Otra vez será. En la segunda habitación, sobre un antiguo chifonier adquirido
en el Rastro a precio de ganga, se encuentra otro inventario con los objetos y
utensilios a los que, entrando dentro de mis posibles, he renunciado en
homenaje a los poderosos que pasaron las largas noches de sus vidas en habitaciones
mínimas, yaciendo poco más que sobre jergones de borra, impropios de sus
espaldas y augustas posaderas. Y los dos que me vienen a las mientes casi de
inmediato, son Felipe II, el rey gotoso, alojado en un cuchitril deleznable de
el monasterio de El Escorial, y el general Franco, refugiado tras su apenas
perceptible lucecita de El Pardo. Claro que tengo hacia ellos un sentimiento
ambivalente, pues si por un lado valoro su austeridad y contención del gasto
(fundamentales ambos en tiempos de crisis), por otro no puedo dejar de pensar
que el censo de indios americanos sufrió una brusca caída durante el reinado
del primero, algo a lo que finalmente no pudo sustraerse el segundo mucho
tiempo después, echando mano de sus propios compatriotas para incrementar el
estadillo de bajas.
lunes, 1 de julio de 2013
MAIZALES
Apenas lo recuerdo, pero sé que alguna vez estuvo allí. Era un enorme
maizal que se extendía delante de la casa de mis padres al otro lado de la
carretera, y que ahora que he vuelto ha desaparecido. A los chicos nos tenían
prohibido pasar, decían que era muy peligroso atravesar la carretera porque nos
podían atropellar los coches. Yo era el menor de cinco hermanos y tal cosa
podía tener su sentido en lo que a mí atañía, pero ya entonces me parecía
extraño que tal prohibición nos incluyera a todos, teniendo en cuenta que mis
hermanos ya eran bastante mayores, y con frecuencia la utilizaban para ir en
bicicleta al pueblo. No tenía sentido, y pronto empecé a sospechar que me
ocultaban algo, que mis padres mantenían un secreto que no querían que
conociéramos. Mis hermanos, cuando les preguntaba la razón de no dejarnos
entrar en el maizal, no me respondían y se reían de mí con gestos procaces que
yo no podía entender, y acababan haciéndome burlas y llamándome crío o enano.

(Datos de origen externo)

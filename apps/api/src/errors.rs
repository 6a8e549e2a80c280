use axum::{
    http::StatusCode,
    response::{IntoResponse, Response},
    Json,
};
use serde::Serialize;
use serde_json::json;
use thiserror::Error;
use uuid::Uuid;

use crate::llm_client::LlmError;
use crate::voice::VoiceError;

/// Shown when a metered operation is denied by the caller's subscription plan.
pub const PLAN_LIMIT_MESSAGE: &str = "You have reached the limit of your current plan";

/// Shown when the per-user token bucket is empty.
pub const RATE_LIMIT_MESSAGE: &str = "Too many requests, please slow down";

/// Reported by procedure-style endpoints for server-side faults.
pub const GENERIC_ACTION_MESSAGE: &str = "Something went wrong, please try again";

/// Application-level error type.
/// Implements `IntoResponse` so Axum handlers can return `Result<T, AppError>`.
#[derive(Debug, Error)]
pub enum AppError {
    /// Missing or foreign resources share this variant so callers cannot
    /// tell the two apart.
    #[error("Not found: {0}")]
    NotFound(String),

    #[error("Validation error: {0}")]
    Validation(String),

    #[error("Unprocessable entity: {0}")]
    UnprocessableEntity(String),

    #[error("Unauthorized")]
    Unauthorized,

    #[error("Plan limit reached")]
    PlanLimit,

    #[error("Rate limited")]
    RateLimited,

    #[error("Database error: {0}")]
    Database(#[from] sqlx::Error),

    #[error("LLM error: {0}")]
    Llm(#[from] LlmError),

    #[error("Voice provider error: {0}")]
    Voice(#[from] VoiceError),

    #[error("Internal server error: {0}")]
    Internal(#[from] anyhow::Error),
}

impl IntoResponse for AppError {
    fn into_response(self) -> Response {
        let (status, code, message) = match &self {
            AppError::NotFound(msg) => (StatusCode::NOT_FOUND, "NOT_FOUND", msg.clone()),
            AppError::Validation(msg) => (StatusCode::BAD_REQUEST, "VALIDATION_ERROR", msg.clone()),
            AppError::UnprocessableEntity(msg) => (
                StatusCode::UNPROCESSABLE_ENTITY,
                "UNPROCESSABLE_ENTITY",
                msg.clone(),
            ),
            AppError::Unauthorized => (
                StatusCode::UNAUTHORIZED,
                "UNAUTHORIZED",
                "Unauthorized".to_string(),
            ),
            AppError::PlanLimit => (
                StatusCode::FORBIDDEN,
                "PLAN_LIMIT",
                PLAN_LIMIT_MESSAGE.to_string(),
            ),
            AppError::RateLimited => (
                StatusCode::TOO_MANY_REQUESTS,
                "RATE_LIMIT",
                RATE_LIMIT_MESSAGE.to_string(),
            ),
            AppError::Database(e) => {
                tracing::error!("Database error: {e}");
                (
                    StatusCode::INTERNAL_SERVER_ERROR,
                    "DATABASE_ERROR",
                    "A database error occurred".to_string(),
                )
            }
            AppError::Llm(e) => {
                tracing::error!("LLM error: {e}");
                (
                    StatusCode::INTERNAL_SERVER_ERROR,
                    "LLM_ERROR",
                    "An AI processing error occurred".to_string(),
                )
            }
            AppError::Voice(e) => {
                tracing::error!("Voice provider error: {e}");
                (
                    StatusCode::INTERNAL_SERVER_ERROR,
                    "VOICE_ERROR",
                    "A voice provider error occurred".to_string(),
                )
            }
            AppError::Internal(e) => {
                tracing::error!("Internal error: {e:?}");
                (
                    StatusCode::INTERNAL_SERVER_ERROR,
                    "INTERNAL_ERROR",
                    "An internal server error occurred".to_string(),
                )
            }
        };

        let body = Json(json!({
            "error": {
                "code": code,
                "message": message
            }
        }));

        (status, body).into_response()
    }
}

/// Discriminated result returned by the procedure-style endpoints.
///
/// Serializes to `{ "error": false, "id": ... }` or
/// `{ "error": true, "message": ... }`; always sent with HTTP 200 so callers
/// branch on the `error` flag instead of the status code.
#[derive(Debug, Clone, PartialEq, Serialize)]
#[serde(untagged)]
pub enum ActionResult {
    Ok { error: bool, id: Uuid },
    Err { error: bool, message: String },
}

impl ActionResult {
    pub fn ok(id: Uuid) -> Self {
        ActionResult::Ok { error: false, id }
    }

    pub fn err(message: impl Into<String>) -> Self {
        ActionResult::Err {
            error: true,
            message: message.into(),
        }
    }

    pub fn from_outcome(outcome: Result<Uuid, AppError>) -> Self {
        match outcome {
            Ok(id) => ActionResult::ok(id),
            Err(e) => e.into(),
        }
    }
}

/// Client errors keep their message; server faults are logged and reported
/// generically.
impl From<AppError> for ActionResult {
    fn from(e: AppError) -> Self {
        match e {
            AppError::NotFound(msg)
            | AppError::Validation(msg)
            | AppError::UnprocessableEntity(msg) => ActionResult::err(msg),
            AppError::Unauthorized => ActionResult::err("Unauthorized"),
            AppError::PlanLimit => ActionResult::err(PLAN_LIMIT_MESSAGE),
            AppError::RateLimited => ActionResult::err(RATE_LIMIT_MESSAGE),
            other => {
                tracing::error!("Action failed: {other}");
                ActionResult::err(GENERIC_ACTION_MESSAGE)
            }
        }
    }
}

impl IntoResponse for ActionResult {
    fn into_response(self) -> Response {
        (StatusCode::OK, Json(self)).into_response()
    }
}
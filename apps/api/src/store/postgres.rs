use async_trait::async_trait;
use sqlx::{FromRow, PgPool};
use tracing::info;
use uuid::Uuid;

use super::{Owned, Store};
use crate::models::{
    Interview, InterviewChanges, JobInfo, JobInfoChanges, NewInterview, NewJobInfo, NewQuestion,
    NewUser, Question, User,
};

#[derive(Clone)]
pub struct PgStore {
    pool: PgPool,
}

impl PgStore {
    pub fn new(pool: PgPool) -> Self {
        Self { pool }
    }
}

#[derive(FromRow)]
struct QuestionWithOwner {
    #[sqlx(flatten)]
    question: Question,
    owner_id: String,
}

#[derive(FromRow)]
struct InterviewWithOwner {
    #[sqlx(flatten)]
    interview: Interview,
    owner_id: String,
}

#[async_trait]
impl Store for PgStore {
    async fn find_user(&self, id: &str) -> Result<Option<User>, sqlx::Error> {
        sqlx::query_as::<_, User>("SELECT * FROM users WHERE id = $1")
            .bind(id)
            .fetch_optional(&self.pool)
            .await
    }

    async fn upsert_user(&self, user: NewUser) -> Result<User, sqlx::Error> {
        let user = sqlx::query_as::<_, User>(
            r#"
            INSERT INTO users (id, name, email, image_url)
            VALUES ($1, $2, $3, $4)
            ON CONFLICT (id) DO UPDATE
                SET name = EXCLUDED.name,
                    email = EXCLUDED.email,
                    image_url = EXCLUDED.image_url,
                    updated_at = now()
            RETURNING *
            "#,
        )
        .bind(&user.id)
        .bind(&user.name)
        .bind(&user.email)
        .bind(&user.image_url)
        .fetch_one(&self.pool)
        .await?;

        info!("Upserted user {}", user.id);
        Ok(user)
    }

    async fn find_job_info(&self, id: Uuid) -> Result<Option<JobInfo>, sqlx::Error> {
        sqlx::query_as::<_, JobInfo>("SELECT * FROM job_infos WHERE id = $1")
            .bind(id)
            .fetch_optional(&self.pool)
            .await
    }

    async fn list_job_infos(&self, user_id: &str) -> Result<Vec<JobInfo>, sqlx::Error> {
        sqlx::query_as::<_, JobInfo>(
            "SELECT * FROM job_infos WHERE user_id = $1 ORDER BY updated_at DESC",
        )
        .bind(user_id)
        .fetch_all(&self.pool)
        .await
    }

    async fn insert_job_info(&self, job_info: NewJobInfo) -> Result<JobInfo, sqlx::Error> {
        sqlx::query_as::<_, JobInfo>(
            r#"
            INSERT INTO job_infos (user_id, title, description, experience_level)
            VALUES ($1, $2, $3, $4)
            RETURNING *
            "#,
        )
        .bind(&job_info.user_id)
        .bind(&job_info.title)
        .bind(&job_info.description)
        .bind(job_info.experience_level)
        .fetch_one(&self.pool)
        .await
    }

    async fn update_job_info(
        &self,
        id: Uuid,
        changes: JobInfoChanges,
    ) -> Result<JobInfo, sqlx::Error> {
        sqlx::query_as::<_, JobInfo>(
            r#"
            UPDATE job_infos
            SET title = $2, description = $3, experience_level = $4, updated_at = now()
            WHERE id = $1
            RETURNING *
            "#,
        )
        .bind(id)
        .bind(&changes.title)
        .bind(&changes.description)
        .bind(changes.experience_level)
        .fetch_one(&self.pool)
        .await
    }

    async fn find_question(&self, id: Uuid) -> Result<Option<Owned<Question>>, sqlx::Error> {
        let row = sqlx::query_as::<_, QuestionWithOwner>(
            r#"
            SELECT q.*, j.user_id AS owner_id
            FROM questions q
            JOIN job_infos j ON j.id = q.job_info_id
            WHERE q.id = $1
            "#,
        )
        .bind(id)
        .fetch_optional(&self.pool)
        .await?;

        Ok(row.map(|r| Owned {
            owner_id: r.owner_id,
            record: r.question,
        }))
    }

    async fn list_questions(&self, job_info_id: Uuid) -> Result<Vec<Question>, sqlx::Error> {
        sqlx::query_as::<_, Question>(
            "SELECT * FROM questions WHERE job_info_id = $1 ORDER BY created_at ASC",
        )
        .bind(job_info_id)
        .fetch_all(&self.pool)
        .await
    }

    async fn insert_question(&self, question: NewQuestion) -> Result<Question, sqlx::Error> {
        sqlx::query_as::<_, Question>(
            r#"
            INSERT INTO questions (job_info_id, text, difficulty)
            VALUES ($1, $2, $3)
            RETURNING *
            "#,
        )
        .bind(question.job_info_id)
        .bind(&question.text)
        .bind(question.difficulty)
        .fetch_one(&self.pool)
        .await
    }

    async fn count_questions_for_user(&self, user_id: &str) -> Result<i64, sqlx::Error> {
        sqlx::query_scalar(
            r#"
            SELECT COUNT(*)
            FROM questions q
            JOIN job_infos j ON j.id = q.job_info_id
            WHERE j.user_id = $1
            "#,
        )
        .bind(user_id)
        .fetch_one(&self.pool)
        .await
    }

    async fn find_interview(&self, id: Uuid) -> Result<Option<Owned<Interview>>, sqlx::Error> {
        let row = sqlx::query_as::<_, InterviewWithOwner>(
            r#"
            SELECT i.*, j.user_id AS owner_id
            FROM interviews i
            JOIN job_infos j ON j.id = i.job_info_id
            WHERE i.id = $1
            "#,
        )
        .bind(id)
        .fetch_optional(&self.pool)
        .await?;

        Ok(row.map(|r| Owned {
            owner_id: r.owner_id,
            record: r.interview,
        }))
    }

    async fn list_interviews(&self, job_info_id: Uuid) -> Result<Vec<Interview>, sqlx::Error> {
        sqlx::query_as::<_, Interview>(
            "SELECT * FROM interviews WHERE job_info_id = $1 ORDER BY created_at DESC",
        )
        .bind(job_info_id)
        .fetch_all(&self.pool)
        .await
    }

    async fn insert_interview(&self, interview: NewInterview) -> Result<Interview, sqlx::Error> {
        sqlx::query_as::<_, Interview>(
            "INSERT INTO interviews (job_info_id, duration) VALUES ($1, $2) RETURNING *",
        )
        .bind(interview.job_info_id)
        .bind(&interview.duration)
        .fetch_one(&self.pool)
        .await
    }

    async fn update_interview(
        &self,
        id: Uuid,
        changes: InterviewChanges,
    ) -> Result<Interview, sqlx::Error> {
        sqlx::query_as::<_, Interview>(
            r#"
            UPDATE interviews
            SET hume_chat_id = COALESCE($2, hume_chat_id),
                duration = COALESCE($3, duration),
                feedback = COALESCE($4, feedback)
            WHERE id = $1
            RETURNING *
            "#,
        )
        .bind(id)
        .bind(changes.hume_chat_id)
        .bind(changes.duration)
        .bind(changes.feedback)
        .fetch_one(&self.pool)
        .await
    }

    async fn count_interviews_for_user(&self, user_id: &str) -> Result<i64, sqlx::Error> {
        sqlx::query_scalar(
            r#"
            SELECT COUNT(*)
            FROM interviews i
            JOIN job_infos j ON j.id = i.job_info_id
            WHERE j.user_id = $1 AND i.hume_chat_id IS NOT NULL
            "#,
        )
        .bind(user_id)
        .fetch_one(&self.pool)
        .await
    }
}
#[cfg(test)]
mod tests {
    use super::*;
    use crate::auth::permissions::{FIVE_QUESTIONS, UNLIMITED_QUESTIONS};
    use crate::test_support::{sse_events, token_for, ScriptedModel, TestApp};
    use axum::http::{Method, StatusCode};

    const GENERATE: &str = "/ai/questions/generate-question";
    const FEEDBACK: &str = "/ai/questions/generate-feedback";

    #[tokio::test]
    async fn test_generate_question_streams_then_persists() {
        let app = TestApp::new(ScriptedModel::replying("How would you shard a queue?"));
        let job_info = app.job_info_for("user_a").await;
        let token = token_for("user_a", &[UNLIMITED_QUESTIONS]);

        let (status, body) = app
            .json(
                Method::POST,
                GENERATE,
                Some(&token),
                json!({ "prompt": "hard", "jobInfoId": job_info.id }),
            )
            .await;

        assert_eq!(status, StatusCode::OK);
        let events = sse_events(&body);
        let text: String = events
            .iter()
            .filter(|(event, _)| event == "token")
            .map(|(_, data)| serde_json::from_str::<String>(data).unwrap())
            .collect();
        assert_eq!(text, "How would you shard a queue?");

        let (event, data) = events.last().unwrap();
        assert_eq!(event, "data");
        let question_id: Uuid = serde_json::from_str::<serde_json::Value>(data).unwrap()
            ["questionId"]
            .as_str()
            .unwrap()
            .parse()
            .unwrap();

        let saved = app.state.repo.list_questions(job_info.id).await.unwrap();
        assert_eq!(saved.len(), 1);
        assert_eq!(saved[0].id, question_id);
        assert_eq!(saved[0].difficulty, QuestionDifficulty::Hard);
    }

    #[tokio::test]
    async fn test_sequential_generations_yield_distinct_ids() {
        let app = TestApp::new(ScriptedModel::replying("Explain backpressure."));
        let job_info = app.job_info_for("user_a").await;
        let token = token_for("user_a", &[UNLIMITED_QUESTIONS]);

        let mut ids = Vec::new();
        for _ in 0..2 {
            let (_, body) = app
                .json(
                    Method::POST,
                    GENERATE,
                    Some(&token),
                    json!({ "prompt": "easy", "jobInfoId": job_info.id }),
                )
                .await;
            let data_events: Vec<_> = sse_events(&body)
                .into_iter()
                .filter(|(event, _)| event == "data")
                .collect();
            assert_eq!(data_events.len(), 1);
            ids.push(data_events[0].1.clone());
        }

        assert_ne!(ids[0], ids[1]);
        assert_eq!(app.store.question_count().await, 2);

        // The second call saw the first question as history.
        let request = app.llm.last_request().unwrap();
        assert_eq!(request.messages.len(), 3);
    }

    #[tokio::test]
    async fn test_foreign_job_info_is_not_found_and_nothing_is_written() {
        let app = TestApp::new(ScriptedModel::replying("unused"));
        let job_info = app.job_info_for("user_a").await;
        let token = token_for("user_b", &[UNLIMITED_QUESTIONS]);

        let (status, body) = app
            .json(
                Method::POST,
                GENERATE,
                Some(&token),
                json!({ "prompt": "easy", "jobInfoId": job_info.id }),
            )
            .await;

        assert_eq!(status, StatusCode::NOT_FOUND);
        let body: serde_json::Value = serde_json::from_slice(&body).unwrap();
        assert_eq!(body["error"]["message"], JOB_INFO_NOT_FOUND);
        assert_eq!(app.store.question_count().await, 0);
        assert_eq!(app.llm.calls(), 0);
    }

    #[tokio::test]
    async fn test_malformed_payloads_are_rejected_without_writes() {
        let app = TestApp::new(ScriptedModel::replying("unused"));
        let job_info = app.job_info_for("user_a").await;
        let token = token_for("user_a", &[UNLIMITED_QUESTIONS]);
        let writes_before = app.store.writes();

        for payload in [
            json!({ "prompt": "impossible", "jobInfoId": job_info.id }),
            json!({ "prompt": "easy" }),
            json!({ "prompt": "easy", "jobInfoId": "not-a-uuid" }),
            json!([]),
        ] {
            let (status, _) = app.json(Method::POST, GENERATE, Some(&token), payload).await;
            assert_eq!(status, StatusCode::BAD_REQUEST);
        }

        assert_eq!(app.store.writes(), writes_before);
        assert_eq!(app.llm.calls(), 0);
    }

    #[tokio::test]
    async fn test_validation_precedes_authentication() {
        let app = TestApp::new(ScriptedModel::replying("unused"));
        let job_info = app.job_info_for("user_a").await;

        let (status, _) = app
            .json(Method::POST, GENERATE, None, json!({ "prompt": "nope" }))
            .await;
        assert_eq!(status, StatusCode::BAD_REQUEST);

        let (status, _) = app
            .json(
                Method::POST,
                GENERATE,
                None,
                json!({ "prompt": "easy", "jobInfoId": job_info.id }),
            )
            .await;
        assert_eq!(status, StatusCode::UNAUTHORIZED);
    }

    #[tokio::test]
    async fn test_plan_limit_blocks_sixth_question() {
        let app = TestApp::new(ScriptedModel::replying("Next question?"));
        let job_info = app.job_info_for("user_a").await;
        let token = token_for("user_a", &[FIVE_QUESTIONS]);

        for _ in 0..5 {
            let (status, _) = app
                .json(
                    Method::POST,
                    GENERATE,
                    Some(&token),
                    json!({ "prompt": "medium", "jobInfoId": job_info.id }),
                )
                .await;
            assert_eq!(status, StatusCode::OK);
        }

        let (status, _) = app
            .json(
                Method::POST,
                GENERATE,
                Some(&token),
                json!({ "prompt": "medium", "jobInfoId": job_info.id }),
            )
            .await;
        assert_eq!(status, StatusCode::FORBIDDEN);
        assert_eq!(app.store.question_count().await, 5);
    }

    #[tokio::test]
    async fn test_mid_stream_failure_sends_error_and_writes_nothing() {
        let app = TestApp::new(ScriptedModel::failing_mid_stream("Partial question text"));
        let job_info = app.job_info_for("user_a").await;
        let token = token_for("user_a", &[UNLIMITED_QUESTIONS]);

        let (status, body) = app
            .json(
                Method::POST,
                GENERATE,
                Some(&token),
                json!({ "prompt": "easy", "jobInfoId": job_info.id }),
            )
            .await;

        assert_eq!(status, StatusCode::OK);
        let events = sse_events(&body);
        assert_eq!(events.last().unwrap().0, "error");
        assert!(events.iter().all(|(event, _)| event != "data"));
        assert_eq!(app.store.question_count().await, 0);
    }

    #[tokio::test]
    async fn test_feedback_streams_for_owner_only() {
        let app = TestApp::new(ScriptedModel::replying("## Rating: 7/10 Solid answer."));
        let job_info = app.job_info_for("user_a").await;
        let question = app
            .state
            .repo
            .insert_question(NewQuestion {
                job_info_id: job_info.id,
                text: "What is a mutex?".to_string(),
                difficulty: QuestionDifficulty::Easy,
            })
            .await
            .unwrap();

        let (status, body) = app
            .json(
                Method::POST,
                FEEDBACK,
                Some(&token_for("user_a", &[])),
                json!({ "prompt": "A lock.", "questionId": question.id }),
            )
            .await;
        assert_eq!(status, StatusCode::OK);
        assert!(sse_events(&body).iter().all(|(event, _)| event == "token"));

        let (status, _) = app
            .json(
                Method::POST,
                FEEDBACK,
                Some(&token_for("user_b", &[])),
                json!({ "prompt": "A lock.", "questionId": question.id }),
            )
            .await;
        assert_eq!(status, StatusCode::NOT_FOUND);
    }

    #[tokio::test]
    async fn test_feedback_requires_an_answer() {
        let app = TestApp::new(ScriptedModel::replying("unused"));
        let (status, _) = app
            .json(
                Method::POST,
                FEEDBACK,
                Some(&token_for("user_a", &[])),
                json!({ "prompt": "", "questionId": Uuid::new_v4() }),
            )
            .await;
        assert_eq!(status, StatusCode::BAD_REQUEST);
    }
}
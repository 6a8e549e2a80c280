//! Request payload parsing.
//!
//! Handlers take the raw body and run it through `parse_body` before
//! touching identity or storage, so a malformed request never gets past
//! the first step.

use serde::de::DeserializeOwned;
use tracing::debug;
use validator::{Validate, ValidationError};

use crate::errors::AppError;
use crate::voice::is_valid_chat_id;

/// Generic message for any payload that fails to parse or validate.
pub const INVALID_DATA_MESSAGE: &str = "Invalid data";

/// Deserializes a JSON body and applies its `validator` rules.
pub fn parse_body<T>(body: &[u8]) -> Result<T, AppError>
where
    T: DeserializeOwned + Validate,
{
    let payload: T = serde_json::from_slice(body).map_err(|e| {
        debug!("Rejected payload: {e}");
        AppError::Validation(INVALID_DATA_MESSAGE.to_string())
    })?;

    payload.validate().map_err(|e| {
        debug!("Rejected payload: {e}");
        AppError::Validation(INVALID_DATA_MESSAGE.to_string())
    })?;

    Ok(payload)
}

/// Rejects blank strings that `length(min = 1)` would let through.
pub fn not_blank(value: &str) -> Result<(), ValidationError> {
    if value.trim().is_empty() {
        return Err(ValidationError::new("blank"));
    }
    Ok(())
}

/// An id the voice provider could have issued; it ends up in a request path.
pub fn chat_id(value: &str) -> Result<(), ValidationError> {
    if is_valid_chat_id(value.trim()) {
        Ok(())
    } else {
        Err(ValidationError::new("chat_id"))
    }
}

/// `HH:MM:SS` with minutes and seconds below 60.
pub fn hh_mm_ss(value: &str) -> Result<(), ValidationError> {
    let parts: Vec<&str> = value.split(':').collect();
    let well_formed = parts.len() == 3
        && parts
            .iter()
            .all(|p| p.len() == 2 && p.bytes().all(|b| b.is_ascii_digit()))
        && parts[1] < "60"
        && parts[2] < "60";

    if well_formed {
        Ok(())
    } else {
        Err(ValidationError::new("duration"))
    }
}
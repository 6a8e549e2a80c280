use axum::{extract::State, Json};
use serde_json::{json, Value};

use crate::state::AppState;

/// GET /health
/// Returns a simple status object with service version.
pub async fn health_handler(State(state): State<AppState>) -> Json<Value> {
    Json(json!({
        "status": "ok",
        "version": env!("CARGO_PKG_VERSION"),
        "service": env!("CARGO_PKG_NAME"),
        "cache": if state.config.redis_url.is_some() { "redis" } else { "memory" }
    }))
}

Me sentía ridículo, y con el tiempo fue surgiendo en mí la idea de transgredir
la prohibición y aprovechar cualquier tarde de verano en la que todos dormían la siesta, para
entrar en el maizal y ver que misterio se ocultaba en su interior. Y así lo
hice, un día cuando después de comer todos dijeron que se iban a sus
habitaciones, deje transcurrir cierto tiempo y una vez que estuve seguro de que
todos dormían, salí de casa sin hacer ruido, crucé la carretera a la carrera y
me interné en el maizal con aprensión y el corazón batiendo alocadamente en el
pecho. Las plantas del maíz era bastantes más altas que yo, y sobre ellas pude
ver el azul del cielo y un sol abrasador en lo alto, entre unos nubarrones
oscuros que presagiaban una tormenta que no tardaría en desencadenarse. Me
desplacé jadeando en todas direcciones, y lo único que pude escuchar era el
canto estridente de las chicharras en los árboles próximos, y el de los grillos
que a aquellas horas parecían celebrar un aquelarre batiendo con furor sus
élitros. Ni una brizna de aire que pudiera aliviar mi cuerpo empapado de sudor,
ni mi cara por la que se deslizaban gruesos goterones que llevaban a mi boca un
amargo sabor de salitre. Sentí que me mareaba y que todo empezaba a dar vueltas
a mi alrededor al tiempo que el ruido se
hizo ensordecedor, como si en esos momentos estuviera asistiendo a una
revelación que nunca debía haber conocido. Me sentí terriblemente culpable de
haber desobedecido a mis padres y supe que algo terrible iba a suceder de un
momento a otro. Y entonces sucedió lo que hasta ahora sigo sin poder comprender.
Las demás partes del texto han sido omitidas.